- TASK INPUTS
use crate::error::CustomErrorCode;
use crate::rewards::calc_reward;
use anchor_lang::prelude::*;
use anchor_lang::solana_program::program_option::COption;

/// Whole reward tokens accrued per full day of locked stake.
pub const REWARD_TOKENS_PER_DAY: u64 = 10;
pub const SECONDS_PER_DAY: i64 = 86_400;
/// Keeps `10^decimals` and the reward product inside u128.
pub const MAX_REWARD_DECIMALS: u8 = 18;
pub const NFT_SUPPLY_CAP: u64 = 1;

#[derive(AnchorSerialize, AnchorDeserialize, Clone, Copy, Debug, PartialEq, Eq)]
pub enum StakeState {
    Unstaked,
    /// Stake recorded, NFT account still transferable.
    Staked,
    /// Stake recorded and NFT account frozen by the vault authority.
    Locked,
}

impl Default for StakeState {
    fn default() -> Self {
        StakeState::Unstaked
    }
}

#[account]
#[derive(Default, Debug, PartialEq)]
pub struct StakeInfo {
    pub owner: Pubkey,
    pub nft_account: Pubkey,
    pub stake_start: i64,
    pub locked_at: i64, // accrual starts here
    pub unstaked_at: i64,
    pub disbursed: u64, // paid out during the current cycle
    pub state: StakeState,
    pub bump: u8,
}

impl StakeInfo {
    pub const LEN: usize = 8 + 32 + 32 + 8 + 8 + 8 + 8 + 1 + 1;

    /// Opens a new cycle. A record left over from a finished cycle is overwritten.
    pub fn begin(&mut self, owner: Pubkey, nft_account: Pubkey, now: i64, bump: u8) -> Result<()> {
        require!(
            self.state == StakeState::Unstaked,
            CustomErrorCode::AlreadyStaked
        );

        *self = Self {
            owner,
            nft_account,
            stake_start: now,
            locked_at: 0,
            unstaked_at: 0,
            disbursed: 0,
            state: StakeState::Staked,
            bump,
        };
        Ok(())
    }

    pub fn has_staked(&self) -> bool {
        self.stake_start != 0
    }

    /// Owner gate for every instruction after `stake`. A record that was only just
    /// allocated has never been staked.
    pub fn check_holder(&self, user: &Pubkey) -> Result<()> {
        require!(self.has_staked(), CustomErrorCode::NotStaked);
        require_keys_eq!(self.owner, *user, CustomErrorCode::Unauthorized);
        Ok(())
    }

    pub fn check_nft_account(&self, nft_account: &Pubkey) -> Result<()> {
        require_keys_eq!(
            self.nft_account,
            *nft_account,
            CustomErrorCode::NftAccountMismatch
        );
        Ok(())
    }

    pub fn lock(&mut self, now: i64) -> Result<()> {
        match self.state {
            StakeState::Unstaked => err!(CustomErrorCode::NotStaked),
            StakeState::Locked => err!(CustomErrorCode::AlreadyFrozen),
            StakeState::Staked => {
                self.state = StakeState::Locked;
                self.locked_at = now;
                Ok(())
            }
        }
    }

    pub fn release(&mut self, now: i64) -> Result<()> {
        match self.state {
            StakeState::Unstaked => err!(CustomErrorCode::NotStaked),
            StakeState::Staked => err!(CustomErrorCode::AccountNotFrozen),
            StakeState::Locked => {
                self.state = StakeState::Unstaked;
                self.unstaked_at = now;
                Ok(())
            }
        }
    }

    pub fn ensure_released(&self) -> Result<()> {
        require!(
            self.state == StakeState::Unstaked,
            CustomErrorCode::StakeStillActive
        );
        Ok(())
    }

    /// Returns the `(from, to)` seconds the current cycle has been locked.
    ///
    /// After `unstake` the window is closed at the unstake time and can still be
    /// claimed until the next `stake`.
    pub fn accrual_window(&self, now: i64) -> Result<(i64, i64)> {
        match self.state {
            StakeState::Locked => Ok((self.locked_at, now)),
            StakeState::Staked => err!(CustomErrorCode::AccountNotFrozen),
            StakeState::Unstaked => {
                require!(self.has_staked(), CustomErrorCode::NotStaked);
                Ok((self.locked_at, self.unstaked_at))
            }
        }
    }

    /// Amount owed now: everything accrued over the cycle minus what was already
    /// paid, so the total does not depend on how often the owner claims. The whole
    /// amount must fit in the vault.
    pub fn payout(&self, now: i64, decimals: u8, vault_balance: u64) -> Result<u64> {
        let accrued = calc_reward(self.accrual_window(now)?, decimals)?;
        let owed = accrued.saturating_sub(self.disbursed);

        require!(owed > 0, CustomErrorCode::NoRewardsAccrued);
        require!(
            owed <= vault_balance,
            CustomErrorCode::InsufficientVaultBalance
        );
        Ok(owed)
    }

    pub fn settle(&mut self, amount: u64) -> Result<()> {
        self.disbursed = self
            .disbursed
            .checked_add(amount)
            .ok_or(CustomErrorCode::MathOverflow)?;
        Ok(())
    }
}

/// The NFT account being staked or locked must hold the NFT and be transferable.
pub fn check_nft_lockable(amount: u64, is_frozen: bool) -> Result<()> {
    require!(amount == NFT_SUPPLY_CAP, CustomErrorCode::NftNotHeld);
    require!(!is_frozen, CustomErrorCode::AlreadyFrozen);
    Ok(())
}

/// A further NFT may be minted only while supply is below the cap and the
/// program still holds the mint authority.
pub fn check_nft_mintable(
    supply: u64,
    mint_authority: COption<Pubkey>,
    nft_mint_authority: &Pubkey,
) -> Result<()> {
    require!(supply < NFT_SUPPLY_CAP, CustomErrorCode::SupplyCapExceeded);
    require!(
        mint_authority == COption::Some(*nft_mint_authority),
        CustomErrorCode::InvalidAuthority
    );
    Ok(())
}

pub fn check_supply_fixable(
    supply: u64,
    mint_authority: COption<Pubkey>,
    nft_mint_authority: &Pubkey,
) -> Result<()> {
    require!(
        mint_authority == COption::Some(*nft_mint_authority),
        CustomErrorCode::InvalidAuthority
    );
    require!(supply == NFT_SUPPLY_CAP, CustomErrorCode::NftNotMinted);
    Ok(())
}

#[cfg(test)]
mod tests {
    use super::*;
    use crate::error::error_code;

    const T0: i64 = 1_700_000_000;

    fn assert_fails<T: std::fmt::Debug>(res: Result<T>, expected: CustomErrorCode) {
        assert_eq!(error_code(res.unwrap_err()), u32::from(expected));
    }

    fn staked() -> StakeInfo {
        let mut info = StakeInfo::default();
        info.begin(Pubkey::new_unique(), Pubkey::new_unique(), T0, 255)
            .unwrap();
        info
    }

    fn locked_at(at: i64) -> StakeInfo {
        let mut info = staked();
        info.lock(at).unwrap();
        info
    }

    #[test]
    fn stake_records_owner_and_time() {
        let owner = Pubkey::new_unique();
        let mut info = StakeInfo::default();
        info.begin(owner, Pubkey::new_unique(), T0, 7).unwrap();
        assert_eq!(info.owner, owner);
        assert_eq!(info.stake_start, T0);
        assert_eq!(info.state, StakeState::Staked);
        assert_eq!(info.bump, 7);
    }

    #[test]
    fn repeated_stake_is_rejected() {
        let mut info = staked();
        let before = info.stake_start;
        assert_fails(
            info.begin(Pubkey::new_unique(), Pubkey::new_unique(), T0 + 5, 1),
            CustomErrorCode::AlreadyStaked,
        );
        assert_eq!(info.stake_start, before);

        info.lock(T0 + 1).unwrap();
        assert_fails(
            info.begin(Pubkey::new_unique(), Pubkey::new_unique(), T0 + 5, 1),
            CustomErrorCode::AlreadyStaked,
        );
    }

    #[test]
    fn full_cycle_and_restake() {
        let mut info = staked();
        info.lock(T0 + 10).unwrap();
        assert_eq!(info.state, StakeState::Locked);
        assert_eq!(info.locked_at, T0 + 10);
        info.release(T0 + 100).unwrap();
        assert_eq!(info.state, StakeState::Unstaked);
        assert_eq!(info.unstaked_at, T0 + 100);
        info.ensure_released().unwrap();

        let owner = Pubkey::new_unique();
        info.begin(owner, info.nft_account, T0 + 200, info.bump)
            .unwrap();
        assert_eq!(info.owner, owner);
        assert_eq!(info.locked_at, 0);
        assert_eq!(info.unstaked_at, 0);
        assert_eq!(info.disbursed, 0);
    }

    #[test]
    fn lock_requires_recorded_stake() {
        let mut fresh = StakeInfo::default();
        assert_fails(fresh.lock(T0), CustomErrorCode::NotStaked);

        let mut info = locked_at(T0);
        assert_fails(info.lock(T0 + 1), CustomErrorCode::AlreadyFrozen);
        assert_eq!(info.locked_at, T0);
    }

    #[test]
    fn second_unstake_fails() {
        let mut info = staked();
        assert_fails(info.release(T0 + 1), CustomErrorCode::AccountNotFrozen);
        info.lock(T0 + 2).unwrap();
        info.release(T0 + 10).unwrap();
        assert_fails(info.release(T0 + 20), CustomErrorCode::NotStaked);
        assert_eq!(info.unstaked_at, T0 + 10);
    }

    #[test]
    fn revoke_waits_for_unstake() {
        let mut info = staked();
        assert_fails(info.ensure_released(), CustomErrorCode::StakeStillActive);
        info.lock(T0).unwrap();
        assert_fails(info.ensure_released(), CustomErrorCode::StakeStillActive);
    }

    #[test]
    fn never_staked_record_is_not_staked_for_anyone() {
        // what init_if_needed hands the owner-gated instructions before any stake
        let fresh = StakeInfo::default();
        assert_fails(fresh.check_holder(&Pubkey::new_unique()), CustomErrorCode::NotStaked);
        assert_fails(fresh.check_holder(&Pubkey::default()), CustomErrorCode::NotStaked);
        assert_fails(fresh.accrual_window(T0), CustomErrorCode::NotStaked);
        assert_fails(fresh.payout(T0, 0, u64::MAX), CustomErrorCode::NotStaked);
    }

    #[test]
    fn non_owner_is_rejected_without_touching_the_record() {
        let info = locked_at(T0);
        let before = info.clone();
        assert_fails(info.check_holder(&Pubkey::new_unique()), CustomErrorCode::Unauthorized);
        info.check_holder(&info.owner).unwrap();
        assert_eq!(info, before);
    }

    #[test]
    fn nft_account_must_match_record() {
        let info = staked();
        info.check_nft_account(&info.nft_account).unwrap();
        assert_fails(
            info.check_nft_account(&Pubkey::new_unique()),
            CustomErrorCode::NftAccountMismatch,
        );
    }

    #[test]
    fn emptied_or_frozen_account_cannot_be_locked() {
        check_nft_lockable(1, false).unwrap();
        // NFT moved elsewhere between stake and freeze_user
        assert_fails(check_nft_lockable(0, false), CustomErrorCode::NftNotHeld);
        assert_fails(check_nft_lockable(1, true), CustomErrorCode::AlreadyFrozen);
    }

    #[test]
    fn accrual_window_follows_lock_state() {
        let mut info = staked();
        assert_fails(info.accrual_window(T0 + 50), CustomErrorCode::AccountNotFrozen);

        info.lock(T0 + 20).unwrap();
        assert_eq!(info.accrual_window(T0 + 50).unwrap(), (T0 + 20, T0 + 50));

        info.release(T0 + 90).unwrap();
        // closed at unstake time no matter how late the claim comes
        assert_eq!(info.accrual_window(T0 + 10_000).unwrap(), (T0 + 20, T0 + 90));
    }

    #[test]
    fn total_payout_does_not_depend_on_claim_cadence() {
        let mut single = locked_at(T0);
        let once = single.payout(T0 + 85_000, 0, u64::MAX).unwrap();
        single.settle(once).unwrap();
        assert_eq!(once, 9);

        let mut frequent = locked_at(T0);
        let mut paid = 0;
        for step in 1..=5 {
            let amount = frequent.payout(T0 + step * 17_000, 0, u64::MAX).unwrap();
            frequent.settle(amount).unwrap();
            paid += amount;
        }
        assert_eq!(paid, once);
        assert_eq!(frequent.disbursed, single.disbursed);
    }

    #[test]
    fn claim_after_unstake_pays_only_the_closed_window() {
        let mut info = locked_at(T0);
        let first = info.payout(T0 + SECONDS_PER_DAY, 0, u64::MAX).unwrap();
        info.settle(first).unwrap();
        assert_eq!(first, 10);

        info.release(T0 + 2 * SECONDS_PER_DAY).unwrap();
        let rest = info.payout(T0 + 30 * SECONDS_PER_DAY, 0, u64::MAX).unwrap();
        info.settle(rest).unwrap();
        assert_eq!(rest, 10);
        assert_fails(
            info.payout(T0 + 31 * SECONDS_PER_DAY, 0, u64::MAX),
            CustomErrorCode::NoRewardsAccrued,
        );
    }

    #[test]
    fn payout_larger_than_vault_is_refused_whole() {
        let info = locked_at(T0);
        // one day at 10 decimals owes 10 * 10^10
        let owed = 10 * 10u64.pow(10);
        assert_eq!(info.payout(T0 + SECONDS_PER_DAY, 10, owed).unwrap(), owed);
        assert_fails(
            info.payout(T0 + SECONDS_PER_DAY, 10, owed - 1),
            CustomErrorCode::InsufficientVaultBalance,
        );
        assert_eq!(info.disbursed, 0);
    }

    #[test]
    fn reward_past_u64_reports_vault_shortfall() {
        let info = locked_at(T0);
        assert_fails(
            info.payout(T0 + 2 * SECONDS_PER_DAY, MAX_REWARD_DECIMALS, u64::MAX - 1),
            CustomErrorCode::InsufficientVaultBalance,
        );
    }

    #[test]
    fn airdrop_of_500_at_10_decimals_funds_vault() {
        let funded = crate::rewards::to_base_units(500, 10).unwrap();
        assert_eq!(funded, 500 * 10u64.pow(10));

        // fifty days of locked stake drain the vault exactly
        let info = locked_at(T0);
        assert_eq!(info.payout(T0 + 50 * SECONDS_PER_DAY, 10, funded).unwrap(), funded);
        assert_fails(
            info.payout(T0 + 50 * SECONDS_PER_DAY + 1, 10, funded),
            CustomErrorCode::InsufficientVaultBalance,
        );
    }

    #[test]
    fn second_nft_mint_hits_cap() {
        let authority = Pubkey::new_unique();
        check_nft_mintable(0, COption::Some(authority), &authority).unwrap();
        assert_fails(
            check_nft_mintable(1, COption::Some(authority), &authority),
            CustomErrorCode::SupplyCapExceeded,
        );
    }

    #[test]
    fn cleared_authority_cannot_mint_or_clear_again() {
        let authority = Pubkey::new_unique();
        check_supply_fixable(1, COption::Some(authority), &authority).unwrap();

        // state after change_auth
        assert_fails(
            check_nft_mintable(1, COption::None, &authority),
            CustomErrorCode::SupplyCapExceeded,
        );
        assert_fails(
            check_nft_mintable(0, COption::None, &authority),
            CustomErrorCode::InvalidAuthority,
        );
        assert_fails(
            check_supply_fixable(1, COption::None, &authority),
            CustomErrorCode::InvalidAuthority,
        );
    }

    #[test]
    fn supply_is_fixed_only_after_mint() {
        let authority = Pubkey::new_unique();
        assert_fails(
            check_supply_fixable(0, COption::Some(authority), &authority),
            CustomErrorCode::NftNotMinted,
        );
        assert_fails(
            check_nft_mintable(0, COption::Some(Pubkey::new_unique()), &authority),
            CustomErrorCode::InvalidAuthority,
        );
    }

    #[test]
    fn account_size_fits_record() {
        let info = locked_at(T0);
        let mut data = Vec::new();
        info.try_serialize(&mut data).unwrap();
        assert_eq!(data.len(), StakeInfo::LEN);
    }
}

- TO DO
Tally the lines of the records that hold the word "derive" and output only the total.

- YOUR SOLUTION
2